The life of Dai Henwood


Kiwi comedian Dai Henwood has spent the last three years living “in the now” after his devastating stage 4 bowel cancer diagnosis. Metropol Editor Lynda Papesch caught up with him recently to talk about his past, present, and “futile” future.

Life goes on, one day at a time for Dai, with good moments and bad. He prefers to forget the bad, leave them in the past, and to not worry about the future.In January 2023, Dai shared publicly that three years earlier he had been diagnosed with stage 4 bowel cancer. Perhaps the ultimate teacher for what really matters,  his incurable cancer has shown him a new way of living that embraces small moments of perfection and cherishes things often overlooked.

In early June this year, Dai launched his memoir, aptly titled The Life of Dai, written with the help of his friend Jaquie Brown. Writing the book was cathartic, scary and empowering, says Dai. “Sharing the writing process with a friend like Jaquie has been priceless. She has been able to corral my thoughts, put them in order and make my random philosophy into a cohesive piece of writing.”

Dai found the writing process a personal challenge. “Choosing to be open with stories, thoughts and fears is a struggle for me. Although I like to be an open book, I struggle with the battle between public and private,” he explains. “While I am a public figure, up until being open with my diagnosis I was still a very private person. My wife and kids are my family, but they deserve a private life. I am the one who decided to parade around on stage and TV telling dick jokes.”

Determined not to let his cancer define him, Dai has carried on working and will be back on-stage soon, including in Christchurch, sharing his special brand of comedy. Comedy often echoes or parodies life, and Dai has found having bowel cancer has “invigorated” his. “Three years ago I was doing stand-up comedy (among other things), and I’m still making people laugh today. Although my style of comedy hasn’t changed greatly, I do feel I’m a lot more authentic.  “I can create a good laugh, for example, around various aspects of the tests I’ve had. I still love doing stand-up comedy, and that won’t change.”

Spirituality

Even before comedy, spirituality plays an important role in Dai’s life. He confesses to being “allergic to organised religion” growing up, yet then and now “very connected” to eastern religion such as Zen Buddhism.  “Spirituality is a huge part of my life. I meditate, and I pray.

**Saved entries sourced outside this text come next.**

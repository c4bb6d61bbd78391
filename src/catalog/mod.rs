pub mod database;
pub mod schema;
pub mod table;
pub mod types;

use crate::catalog::database::{Database, DatabaseState};
use crate::catalog::schema::{ColumnDef, SchemaVersion};
use crate::catalog::table::Table;
use crate::catalog::types::{DbId, IndexId, TableEngine, TableId};
use crate::error::{FeError, ResourceType};
use crate::journal::{Journal, JournalOp};
use parking_lot::{RwLock, RwLockReadGuard, RwLockWriteGuard};
use serde::{Deserialize, Serialize};
use std::collections::{BTreeMap, HashSet};
use std::sync::Arc;
use std::sync::atomic::{AtomicU64, Ordering};
use tracing::info;

const MAX_IDENTIFIER_LEN: usize = 64;

#[derive(Debug, Clone, PartialEq, Eq)]
pub struct CreateTableRequest {
    pub table_name: String,
    pub engine: TableEngine,
    pub columns: Vec<ColumnDef>,
}

impl CreateTableRequest {
    pub fn olap(table_name: impl Into<String>, columns: Vec<ColumnDef>) -> Self {
        Self {
            table_name: table_name.into(),
            engine: TableEngine::Olap,
            columns,
        }
    }
}

#[derive(Debug, Default)]
struct DatabaseMap {
    name_to_id: BTreeMap<String, DbId>,
    by_id: BTreeMap<DbId, Arc<Database>>,
}

/// Serialized form of the whole catalog, written by checkpoints.
#[derive(Debug, Clone, Serialize, Deserialize, PartialEq, Eq, Default)]
pub struct CatalogImage {
    pub next_id: u64,
    pub databases: Vec<DatabaseImage>,
}

#[derive(Debug, Clone, Serialize, Deserialize, PartialEq, Eq)]
pub struct DatabaseImage {
    pub id: DbId,
    pub name: String,
    pub tables: Vec<Table>,
}

/// Held for the duration of one journaled mutation. Checkpoints take the
/// gate exclusively, so an image never splits a journal write from its
/// in-memory effect.
pub struct MutationGuard<'a> {
    journal: &'a dyn Journal,
    _gate: RwLockReadGuard<'a, ()>,
}

impl MutationGuard<'_> {
    pub fn log(&self, op: &JournalOp) -> Result<u64, FeError> {
        self.journal.append(op)
    }
}

/// Registry of every database of one frontend.
///
/// Lock order is mutation gate, then the database map, then a database's
/// own lock. The map lock is never held while waiting on a database lock
/// that a job step may own.
pub struct Catalog {
    journal: Arc<dyn Journal>,
    mutation_gate: RwLock<()>,
    databases: RwLock<DatabaseMap>,
    next_id: AtomicU64,
}

impl std::fmt::Debug for Catalog {
    fn fmt(&self, f: &mut std::fmt::Formatter<'_>) -> std::fmt::Result {
        f.debug_struct("Catalog")
            .field("databases", &self.database_names())
            .field("next_id", &self.next_id.load(Ordering::Relaxed))
            .finish()
    }
}

impl Catalog {
    pub fn new(journal: Arc<dyn Journal>) -> Self {
        Self {
            journal,
            mutation_gate: RwLock::new(()),
            databases: RwLock::new(DatabaseMap::default()),
            next_id: AtomicU64::new(1),
        }
    }

    pub fn journal(&self) -> &Arc<dyn Journal> {
        &self.journal
    }

    /// Allocates an id for a database, table, index or job.
    pub fn next_id(&self) -> u64 {
        self.next_id.fetch_add(1, Ordering::SeqCst)
    }

    pub(crate) fn observe_id(&self, id: u64) {
        self.next_id.fetch_max(id.saturating_add(1), Ordering::SeqCst);
    }

    pub(crate) fn begin_mutation(&self) -> MutationGuard<'_> {
        MutationGuard {
            journal: self.journal.as_ref(),
            _gate: self.mutation_gate.read(),
        }
    }

    pub(crate) fn begin_checkpoint(&self) -> RwLockWriteGuard<'_, ()> {
        self.mutation_gate.write()
    }

    pub fn get_database(&self, name: &str) -> Option<Arc<Database>> {
        let map = self.databases.read();
        map.name_to_id
            .get(name)
            .and_then(|id| map.by_id.get(id))
            .cloned()
    }

    pub fn get_database_by_id(&self, db_id: DbId) -> Option<Arc<Database>> {
        self.databases.read().by_id.get(&db_id).cloned()
    }

    pub fn database(&self, name: &str) -> Result<Arc<Database>, FeError> {
        self.get_database(name)
            .ok_or_else(|| FeError::not_found(ResourceType::Database, name))
    }

    pub fn database_names(&self) -> Vec<String> {
        self.databases.read().name_to_id.keys().cloned().collect()
    }

    pub fn databases(&self) -> Vec<Arc<Database>> {
        self.databases.read().by_id.values().cloned().collect()
    }

    pub fn create_database(&self, name: &str) -> Result<Arc<Database>, FeError> {
        validate_identifier(name, "database name")?;
        let mutation = self.begin_mutation();
        let mut map = self.databases.write();
        if map.name_to_id.contains_key(name) {
            return Err(FeError::already_exists(ResourceType::Database, name));
        }
        let db_id = self.next_id();
        mutation.log(&JournalOp::CreateDatabase {
            db_id,
            name: name.to_string(),
        })?;
        let db = Arc::new(Database::new(db_id, name));
        map.name_to_id.insert(name.to_string(), db_id);
        map.by_id.insert(db_id, Arc::clone(&db));
        info!(db_id, database = name, "database created");
        Ok(db)
    }

    /// Fails with `HasActiveJobs` while any table of the database is owned by
    /// a schema change or rollup job.
    pub fn drop_database(&self, name: &str) -> Result<(), FeError> {
        let mutation = self.begin_mutation();
        let mut map = self.databases.write();
        let db = map
            .name_to_id
            .get(name)
            .and_then(|id| map.by_id.get(id))
            .cloned()
            .ok_or_else(|| FeError::not_found(ResourceType::Database, name))?;
        let state = db.write_lock();
        let active = state.active_job_count();
        if active > 0 {
            return Err(FeError::HasActiveJobs {
                database: name.to_string(),
                active,
            });
        }
        mutation.log(&JournalOp::DropDatabase {
            db_id: db.id(),
            name: name.to_string(),
        })?;
        db.mark_dropped();
        drop(state);
        map.name_to_id.remove(name);
        map.by_id.remove(&db.id());
        info!(db_id = db.id(), database = name, "database dropped");
        Ok(())
    }

    pub fn create_table(&self, db_name: &str, request: CreateTableRequest) -> Result<TableId, FeError> {
        validate_identifier(&request.table_name, "table name")?;
        validate_columns(&request.table_name, request.engine, &request.columns)?;
        let db = self.database(db_name)?;
        let mutation = self.begin_mutation();
        let mut state = db.write_live()?;
        if state.table(&request.table_name).is_some() {
            return Err(FeError::already_exists(
                ResourceType::Table,
                format!("{db_name}.{}", request.table_name),
            ));
        }
        let table_id = self.next_id();
        let base = SchemaVersion::new(self.next_id(), 0, request.columns);
        let table = Table::new(table_id, &request.table_name, request.engine, base);
        mutation.log(&JournalOp::CreateTable {
            db_id: db.id(),
            table: table.clone(),
        })?;
        state.insert_table(table)?;
        info!(
            db_id = db.id(),
            table_id,
            table = %request.table_name,
            "table created"
        );
        Ok(table_id)
    }

    pub fn drop_table(&self, db_name: &str, table_name: &str) -> Result<(), FeError> {
        let db = self.database(db_name)?;
        let mutation = self.begin_mutation();
        let mut state = db.write_live()?;
        let table = state.table(table_name).ok_or_else(|| {
            FeError::not_found(ResourceType::Table, format!("{db_name}.{table_name}"))
        })?;
        table.ensure_normal()?;
        let table_id = table.id();
        mutation.log(&JournalOp::DropTable {
            db_id: db.id(),
            table_id,
            name: table_name.to_string(),
        })?;
        state.remove_table(table_name);
        info!(db_id = db.id(), table_id, table = table_name, "table dropped");
        Ok(())
    }

    /// Removes an auxiliary index. Only metadata changes; no job is created.
    pub fn drop_rollup(&self, db_name: &str, table_name: &str, rollup_name: &str) -> Result<(), FeError> {
        let db = self.database(db_name)?;
        let mutation = self.begin_mutation();
        let mut state = db.write_live()?;
        let table = state.table(table_name).ok_or_else(|| {
            FeError::not_found(ResourceType::Table, format!("{db_name}.{table_name}"))
        })?;
        table.ensure_normal()?;
        let mut updated = table.clone();
        updated.remove_index(rollup_name)?;
        let table_id = updated.id();
        mutation.log(&JournalOp::DropRollup {
            db_id: db.id(),
            table_id,
            rollup_name: rollup_name.to_string(),
        })?;
        if let Some(slot) = state.table_mut(table_id) {
            *slot = updated;
        }
        info!(table = table_name, rollup = rollup_name, "rollup dropped");
        Ok(())
    }

    /// Copy of a table's current metadata. Index metas are shared `Arc`s, so
    /// the copy is cheap and never observes a later schema swap.
    pub fn table_snapshot(&self, db_name: &str, table_name: &str) -> Result<Table, FeError> {
        self.database(db_name)?.table_snapshot(table_name)
    }

    pub fn schema_version(
        &self,
        db_id: DbId,
        table_id: TableId,
        index_id: IndexId,
    ) -> Option<Arc<SchemaVersion>> {
        let db = self.get_database_by_id(db_id)?;
        let state = db.read_lock();
        state
            .table_by_id(table_id)
            .and_then(|t| t.index_meta(index_id))
            .cloned()
    }

    /// Applies a journaled catalog record without journaling it again. Alter
    /// job records are handled by recovery.
    pub(crate) fn replay_op(&self, op: &JournalOp) -> Result<(), FeError> {
        match op {
            JournalOp::CreateDatabase { db_id, name } => {
                self.observe_id(*db_id);
                let mut map = self.databases.write();
                if map.name_to_id.contains_key(name) {
                    return Err(FeError::Corruption {
                        message: format!("journal recreates existing database '{name}'"),
                    });
                }
                map.name_to_id.insert(name.clone(), *db_id);
                map.by_id.insert(*db_id, Arc::new(Database::new(*db_id, name)));
            }
            JournalOp::DropDatabase { db_id, name } => {
                let mut map = self.databases.write();
                map.name_to_id.remove(name);
                if let Some(db) = map.by_id.remove(db_id) {
                    db.mark_dropped();
                }
            }
            JournalOp::CreateTable { db_id, table } => {
                self.observe_table_ids(table);
                let db = self.replay_database(*db_id)?;
                db.write_lock().insert_table(table.clone())?;
            }
            JournalOp::DropTable { db_id, name, .. } => {
                let db = self.replay_database(*db_id)?;
                db.write_lock().remove_table(name);
            }
            JournalOp::DropRollup {
                db_id,
                table_id,
                rollup_name,
            } => {
                let db = self.replay_database(*db_id)?;
                let mut state = db.write_lock();
                let table = state.table_mut(*table_id).ok_or_else(|| {
                    FeError::not_found(ResourceType::Table, table_id.to_string())
                })?;
                table.remove_index(rollup_name)?;
            }
            JournalOp::UpsertAlterJob(_)
            | JournalOp::RemoveAlterJob { .. }
            | JournalOp::CancelAlterJob { .. } => {}
        }
        Ok(())
    }

    fn replay_database(&self, db_id: DbId) -> Result<Arc<Database>, FeError> {
        self.get_database_by_id(db_id)
            .ok_or_else(|| FeError::not_found(ResourceType::Database, db_id.to_string()))
    }

    fn observe_table_ids(&self, table: &Table) {
        self.observe_id(table.id());
        for (_, meta) in table.indexes() {
            self.observe_id(meta.index_id);
        }
    }

    pub(crate) fn image(&self) -> CatalogImage {
        let databases = self
            .databases()
            .iter()
            .map(|db| DatabaseImage {
                id: db.id(),
                name: db.name().to_string(),
                tables: db.read_lock().tables().cloned().collect(),
            })
            .collect();
        CatalogImage {
            next_id: self.next_id.load(Ordering::SeqCst),
            databases,
        }
    }

    /// Replaces the whole catalog with `image`. Only used before the
    /// frontend starts serving.
    pub(crate) fn load_image(&self, image: CatalogImage) -> Result<(), FeError> {
        let mut map = DatabaseMap::default();
        for db_image in image.databases {
            let mut state = DatabaseState::default();
            for table in db_image.tables {
                self.observe_table_ids(&table);
                state.insert_table(table)?;
            }
            self.observe_id(db_image.id);
            map.name_to_id.insert(db_image.name.clone(), db_image.id);
            map.by_id.insert(
                db_image.id,
                Arc::new(Database::with_state(db_image.id, db_image.name, state)),
            );
        }
        *self.databases.write() = map;
        self.next_id.fetch_max(image.next_id, Ordering::SeqCst);
        Ok(())
    }
}

pub(crate) fn validate_identifier(value: &str, name: &str) -> Result<(), FeError> {
    if value.is_empty() {
        return Err(FeError::Validation(format!("{name} must not be empty")));
    }
    if value.len() > MAX_IDENTIFIER_LEN {
        return Err(FeError::Validation(format!(
            "{name} must be <= {MAX_IDENTIFIER_LEN} bytes"
        )));
    }
    if !value.chars().all(|c| c.is_ascii_alphanumeric() || c == '_') {
        return Err(FeError::Validation(format!(
            "{name} must contain only [A-Za-z0-9_]"
        )));
    }
    Ok(())
}

/// Column rules shared by table creation and schema change: unique names,
/// key columns first, and at least one key column for OLAP tables.
pub(crate) fn validate_columns(
    table_name: &str,
    engine: TableEngine,
    columns: &[ColumnDef],
) -> Result<(), FeError> {
    if columns.is_empty() {
        return Err(FeError::Validation(format!(
            "table '{table_name}' needs at least one column"
        )));
    }
    let mut seen = HashSet::new();
    let mut keys_done = false;
    for column in columns {
        validate_identifier(&column.name, "column name")?;
        if !seen.insert(column.name.to_ascii_lowercase()) {
            return Err(FeError::DuplicateColumn {
                table: table_name.to_string(),
                column: column.name.clone(),
            });
        }
        if column.is_key {
            if keys_done {
                return Err(FeError::Validation(format!(
                    "key column '{}' must precede value columns",
                    column.name
                )));
            }
            if !column.col_type.can_be_key() {
                return Err(FeError::Validation(format!(
                    "{} column '{}' cannot be a key column",
                    column.col_type, column.name
                )));
            }
        } else {
            keys_done = true;
        }
    }
    if engine == TableEngine::Olap && !columns[0].is_key {
        return Err(FeError::Validation(format!(
            "OLAP table '{table_name}' needs at least one key column"
        )));
    }
    Ok(())
}
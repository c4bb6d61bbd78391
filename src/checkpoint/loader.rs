use crate::checkpoint::writer::{CHECKPOINT_PREFIX, CHECKPOINT_SUFFIX, CheckpointData};
use crate::error::FeError;
use sha2::{Digest, Sha256};
use std::fs;
use std::path::{Path, PathBuf};
use tracing::{info, warn};

pub fn load_checkpoint(path: &Path) -> Result<CheckpointData, FeError> {
    let bytes = fs::read(path)?;
    if bytes.len() < 32 {
        return Err(FeError::Decode("checkpoint too small".into()));
    }
    let (compressed, trailer_hash) = bytes.split_at(bytes.len() - 32);
    if Sha256::digest(compressed).as_slice() != trailer_hash {
        return Err(FeError::Corruption {
            message: format!("checkpoint hash mismatch in {}", path.display()),
        });
    }
    let decompressed = zstd::stream::decode_all(compressed)
        .map_err(|e| FeError::Io(std::io::Error::other(e.to_string())))?;
    rmp_serde::from_slice(&decompressed).map_err(|e| FeError::Decode(e.to_string()))
}

/// Checkpoint images in `dir`, oldest first.
pub fn list_checkpoints(dir: &Path) -> Result<Vec<(u64, PathBuf)>, FeError> {
    if !dir.exists() {
        return Ok(Vec::new());
    }
    let mut images: Vec<(u64, PathBuf)> = fs::read_dir(dir)?
        .filter_map(|entry| entry.ok())
        .filter_map(|entry| {
            let name = entry.file_name().to_string_lossy().to_string();
            name.strip_prefix(CHECKPOINT_PREFIX)?
                .strip_suffix(CHECKPOINT_SUFFIX)?
                .parse::<u64>()
                .ok()
                .map(|seq| (seq, entry.path()))
        })
        .collect();
    images.sort_by_key(|(seq, _)| *seq);
    Ok(images)
}

/// Newest image that loads cleanly. Damaged images are skipped in favour of
/// older ones; in strict mode a damaged image with nothing usable behind it
/// is an error rather than an empty start.
pub fn load_latest_valid_checkpoint(
    dir: &Path,
    strict: bool,
) -> Result<Option<CheckpointData>, FeError> {
    let mut last_error = None;
    for (seq, path) in list_checkpoints(dir)?.into_iter().rev() {
        match load_checkpoint(&path) {
            Ok(data) => {
                info!(seq, path = %path.display(), "checkpoint loaded");
                return Ok(Some(data));
            }
            Err(err) => {
                warn!(
                    seq,
                    path = %path.display(),
                    error = %err,
                    "checkpoint load failed, trying older checkpoint"
                );
                last_error = Some(err);
            }
        }
    }
    match last_error {
        Some(err) if strict => Err(err),
        _ => Ok(None),
    }
}
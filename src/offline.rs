//! Read-only inspection of a frontend data directory: journal dump, job
//! listing and metadata invariant checks. Nothing here writes to the
//! directory.

use crate::alter::Alter;
use crate::alter::job::{AlterJobInfo, JobState};
use crate::catalog::Catalog;
use crate::catalog::table::TableState;
use crate::cluster::ClusterServices;
use crate::config::FeConfig;
use crate::error::FeError;
use crate::journal::{Journal, ReadOnlyJournal, read_journal_dir};
use crate::recovery::{RecoveryReport, recover};
use serde::Serialize;
use std::collections::BTreeMap;
use std::path::Path;
use std::sync::Arc;

const JOURNAL_DIR: &str = "journal";
const CHECKPOINT_DIR: &str = "checkpoints";

#[derive(Debug, Clone, Serialize, PartialEq)]
pub struct JournalDumpEntry {
    pub seq: u64,
    pub timestamp_micros: u64,
    pub op: &'static str,
    pub payload: serde_json::Value,
}

#[derive(Debug, Clone, Serialize, PartialEq, Eq)]
pub struct IndexSummary {
    pub name: String,
    pub index_id: u64,
    pub schema_version: u32,
    pub columns: Vec<String>,
}

#[derive(Debug, Clone, Serialize, PartialEq, Eq)]
pub struct TableSummary {
    pub name: String,
    pub table_id: u64,
    pub state: String,
    pub pending_job: Option<u64>,
    pub indexes: Vec<IndexSummary>,
}

#[derive(Debug, Clone, Serialize, PartialEq, Eq)]
pub struct DatabaseSummary {
    pub name: String,
    pub db_id: u64,
    pub tables: Vec<TableSummary>,
}

#[derive(Debug, Clone, Serialize, PartialEq, Eq)]
pub struct JobsReport {
    pub jobs: Vec<AlterJobInfo>,
    pub by_state: BTreeMap<String, usize>,
}

#[derive(Debug, Clone, Serialize, PartialEq, Eq)]
pub struct InvariantReport {
    pub ok: bool,
    pub table_count: u64,
    pub active_jobs: u64,
    pub violations: Vec<String>,
}

/// Catalog and jobs as a frontend opening `data_dir` would recover them.
pub struct OfflineState {
    pub catalog: Arc<Catalog>,
    pub alter: Alter,
    pub report: RecoveryReport,
}

pub fn recover_read_only(data_dir: &Path, config: &FeConfig) -> Result<OfflineState, FeError> {
    let records = read_journal_dir(&data_dir.join(JOURNAL_DIR), config)?;
    let journal: Arc<dyn Journal> = Arc::new(ReadOnlyJournal::new(records));
    let catalog = Arc::new(Catalog::new(journal));
    let alter = Alter::new(Arc::clone(&catalog), ClusterServices::local(), config.clone());
    let checkpoint_dir = data_dir.join(CHECKPOINT_DIR);
    let checkpoint_dir = checkpoint_dir.is_dir().then_some(checkpoint_dir);
    let report = recover(&catalog, &alter, checkpoint_dir.as_deref(), config)?;
    Ok(OfflineState {
        catalog,
        alter,
        report,
    })
}

pub fn journal_dump(data_dir: &Path, config: &FeConfig) -> Result<Vec<JournalDumpEntry>, FeError> {
    read_journal_dir(&data_dir.join(JOURNAL_DIR), config)?
        .into_iter()
        .map(|record| {
            Ok(JournalDumpEntry {
                seq: record.seq,
                timestamp_micros: record.timestamp_micros,
                op: record.op.name(),
                payload: serde_json::to_value(&record.op)
                    .map_err(|e| FeError::Encode(e.to_string()))?,
            })
        })
        .collect()
}

pub fn jobs_report(data_dir: &Path, config: &FeConfig) -> Result<JobsReport, FeError> {
    let state = recover_read_only(data_dir, config)?;
    let mut jobs: Vec<AlterJobInfo> = state.alter.all_jobs().iter().map(|j| j.info()).collect();
    jobs.sort_by_key(|j| j.job_id);
    let by_state = JobState::ALL
        .iter()
        .map(|s| (s.to_string(), jobs.iter().filter(|j| j.state == *s).count()))
        .collect();
    Ok(JobsReport { jobs, by_state })
}

pub fn catalog_summary(data_dir: &Path, config: &FeConfig) -> Result<Vec<DatabaseSummary>, FeError> {
    let state = recover_read_only(data_dir, config)?;
    Ok(summarize_catalog(&state.catalog))
}

pub fn summarize_catalog(catalog: &Catalog) -> Vec<DatabaseSummary> {
    catalog
        .databases()
        .iter()
        .map(|db| {
            let tables = db.read_lock();
            DatabaseSummary {
                name: db.name().to_string(),
                db_id: db.id(),
                tables: tables
                    .tables()
                    .map(|table| TableSummary {
                        name: table.name().to_string(),
                        table_id: table.id(),
                        state: table.state().to_string(),
                        pending_job: table.pending_job(),
                        indexes: table
                            .indexes()
                            .into_iter()
                            .map(|(name, meta)| IndexSummary {
                                name: name.to_string(),
                                index_id: meta.index_id,
                                schema_version: meta.schema_version,
                                columns: meta.column_names().iter().map(|c| c.to_string()).collect(),
                            })
                            .collect(),
                    })
                    .collect(),
            }
        })
        .collect()
}

pub fn invariant_report(data_dir: &Path, config: &FeConfig) -> Result<InvariantReport, FeError> {
    let state = recover_read_only(data_dir, config)?;
    Ok(check_invariants(&state.catalog, &state.alter))
}

/// Cross-checks table ownership against live jobs and index bookkeeping.
pub fn check_invariants(catalog: &Catalog, alter: &Alter) -> InvariantReport {
    let mut violations = Vec::new();
    let mut table_count = 0u64;
    let jobs: BTreeMap<u64, _> = alter.all_jobs().into_iter().map(|j| (j.job_id, j)).collect();

    for db in catalog.databases() {
        let tables = db.read_lock();
        for table in tables.tables() {
            table_count += 1;
            let qualified = format!("{}.{}", db.name(), table.name());
            if table.index_meta(table.base_index_id()).is_none() {
                violations.push(format!("{qualified}: base index {} missing", table.base_index_id()));
            }
            if table.index_id_by_name(table.name()) != Some(table.base_index_id()) {
                violations.push(format!("{qualified}: base index is not named after the table"));
            }
            match (table.state(), table.pending_job()) {
                (TableState::Normal, None) => {}
                (TableState::Normal, Some(job_id)) => {
                    violations.push(format!("{qualified}: NORMAL but owned by job {job_id}"));
                }
                (state, None) => {
                    violations.push(format!("{qualified}: {state} without an owning job"));
                }
                (state, Some(job_id)) => match jobs.get(&job_id) {
                    None => violations.push(format!("{qualified}: owned by unknown job {job_id}")),
                    Some(job) if job.is_done() => violations.push(format!(
                        "{qualified}: owned by job {job_id} which is already {}",
                        job.state
                    )),
                    Some(job) if job.job_type.table_state() != state => violations.push(format!(
                        "{qualified}: state {state} does not match {} job {job_id}",
                        job.job_type
                    )),
                    Some(_) => {}
                },
            }
        }
    }

    for job in jobs.values().filter(|j| !j.is_done()) {
        let owner = catalog
            .get_database_by_id(job.db_id)
            .and_then(|db| db.read_lock().table_by_id(job.table_id).map(|t| t.pending_job()));
        match owner {
            Some(Some(owner)) if owner == job.job_id => {}
            Some(_) => violations.push(format!(
                "job {} is {} but does not own table '{}'",
                job.job_id, job.state, job.table_name
            )),
            None => violations.push(format!(
                "job {} is {} but table '{}' is gone",
                job.job_id, job.state, job.table_name
            )),
        }
    }

    InvariantReport {
        ok: violations.is_empty(),
        table_count,
        active_jobs: alter.active_job_count() as u64,
        violations,
    }
}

My degree at university was in comparative and eastern religion.”

From a scientific family, Dai believes religion and spirituality have a place in life, co-existing alongside science, and has found meditation a big help during recent times. He’s exceptionally proud of his family, and his achievements, not worrying about reflections of the past. “I often think back and wonder if I should have or could have done things differently, with different outcomes.

“Things I could have avoided, such as having drunk less. Then I remember all the decisions I have made in my life have brought me to this point in time; a point where I am very proud of the man I am, the father I am, the friend I am.” Hindsight is a wonderful thing, yet not always life-changing, says Dai. He consulted his general practitioner and a bowel specialist in 2017, suffering bowel cancer symptoms, and “trusted their diagnoses” that he had nothing to worry about. By the time Dai had a colonoscopy in 2020, it was too late.

Ticking clock

“I should have pushed for one earlier, but thinking about that now is a futile process. Sometimes you just have to let sleeping dogs lie. For me, that past doesn’t really exist.  “Now, I live in each and every current moment.”

Dai’s view on life now is that of a ticking clock. “Having cancer has made me aware of my [time] clock. Everyone has a clock, and a time when unfortunately we will all leave this beautiful earth.  “I don’t know how long my clock will continue to tick. I’ve finally realised I do have a finite time, and I’m using every moment to appreciate time  with family and friends. To squeeze the joy out of every precious moment with them.”

Dai admits to having “why me” moments of anger. “I’ll be walking down the street and see someone smoking, and I get angry. I’ve never smoked, yet I have cancer and I think, why me; it’s not fair.” That’s when his philosophical side kicks in. “I come to the realisation that fairness is something invented by humans, and life isn’t always fair.”

Dai’s advice

  • Don’t try and look into the future; no crystal ball gazing.
  • Just take every treatment as it comes, and don’t worry about the next one until you’re on your way to it.
  • Focus on what you’re doing each day, and live in the moment.

ABOUT THE BOOK
In The Life of Dai, he tells how he wanted to be a comedian even before he knew what a comedian was. He always knew there was something special in being able to make people laugh. Performing comedy for over 25 years, Dai is also a celebrated television presenter, hosting numerous shows, including Family Feud, Dancing with the Stars, and LEGO Masters NZ. He has won every major comedy award in NZ, including the Billy T Award, Fred Award, and NZ Comedy Guild awards for Best Male Comedian, Best MC and Best TV Achievement.